Page:Swarth - Octobre en fleur, 1919.djvu/24

La bibliothèque libre.
Sauter à la navigation Sauter à la recherche
Le texte de cette page a été corrigé et est conforme au fac-similé.
16
hélène swarth.

XI.

EN JUILLET.


C’était en plein Juillet, le mois de la moisson.
Un rayon de soleil, comme un pavot qui bouge.
Remuait doucement sur un lourd rideau rouge,
Mais je reposais triste en mon ombreux salon.

L’arôme des lys blancs ennoblissait la chambre,
Les grands lys de la Vierge, ô les plus beaux des lys.
Candides, fiers et purs, ô les lys de jadis !
Mais mon cœur frissonnait de froid, comme en Novembre.

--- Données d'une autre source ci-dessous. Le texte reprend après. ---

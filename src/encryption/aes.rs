//! AES-128 in CBC mode with PKCS#7 padding (security handler revision 4).
//!
//! Encrypted strings and streams carry their 16-byte IV as a prefix.

use aes::cipher::{block_padding::NoPadding, BlockDecryptMut, BlockEncryptMut, KeyIvInit};
use aes::Aes128;
use cbc::{Decryptor, Encryptor};

type Aes128CbcEnc = Encryptor<Aes128>;
type Aes128CbcDec = Decryptor<Aes128>;

const BLOCK: usize = 16;

/// Encrypt `data`, padding to the block size.
pub fn aes128_encrypt(key: &[u8], iv: &[u8; 16], data: &[u8]) -> Result<Vec<u8>, &'static str> {
    if key.len() != 16 {
        return Err("AES-128 key must be 16 bytes");
    }

    let pad = BLOCK - data.len() % BLOCK;
    let mut buffer = data.to_vec();
    buffer.extend(std::iter::repeat(pad as u8).take(pad));

    let len = buffer.len();
    Aes128CbcEnc::new(key.into(), iv.into())
        .encrypt_padded_mut::<NoPadding>(&mut buffer, len)
        .map_err(|_| "AES encryption failed")?;
    Ok(buffer)
}

/// Decrypt `data` and strip the padding.
pub fn aes128_decrypt(key: &[u8], iv: &[u8], data: &[u8]) -> Result<Vec<u8>, &'static str> {
    if key.len() != 16 {
        return Err("AES-128 key must be 16 bytes");
    }
    if iv.len() != BLOCK {
        return Err("IV must be 16 bytes");
    }
    if data.is_empty() {
        return Ok(Vec::new());
    }
    if data.len() % BLOCK != 0 {
        return Err("ciphertext length is not a multiple of 16");
    }

    let mut buffer = data.to_vec();
    let plain = Aes128CbcDec::new(key.into(), iv.into())
        .decrypt_padded_mut::<NoPadding>(&mut buffer)
        .map_err(|_| "AES decryption failed")?;

    let pad = *plain.last().ok_or("empty plaintext")? as usize;
    if pad == 0 || pad > BLOCK || plain[plain.len() - pad..].iter().any(|&b| b as usize != pad) {
        return Err("invalid PKCS#7 padding");
    }
    Ok(plain[..plain.len() - pad].to_vec())
}

/// Split an `IV || ciphertext` payload and decrypt it.
pub fn aes128_decrypt_prefixed(key: &[u8], data: &[u8]) -> Result<Vec<u8>, &'static str> {
    if data.len() < BLOCK {
        return Err("payload shorter than the IV");
    }
    let (iv, body) = data.split_at(BLOCK);
    aes128_decrypt(key, iv, body)
}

La plage était morose et grise était la mer,
Dont j’avais respiré la fraîche odeur saline.
Mon cœur, seul et frileux, tremblait dans ma poitrine.
Le dégoût du passé rendait mon cœur amer.

Ô la vague d’amour où noyer mon angoisse !
Le passé m’a trompée en celui que j’aimais.
Il ne viendra jamais, celui qui, à jamais
Prendra mon cœur comme une fleur, sans qu’il le froisse.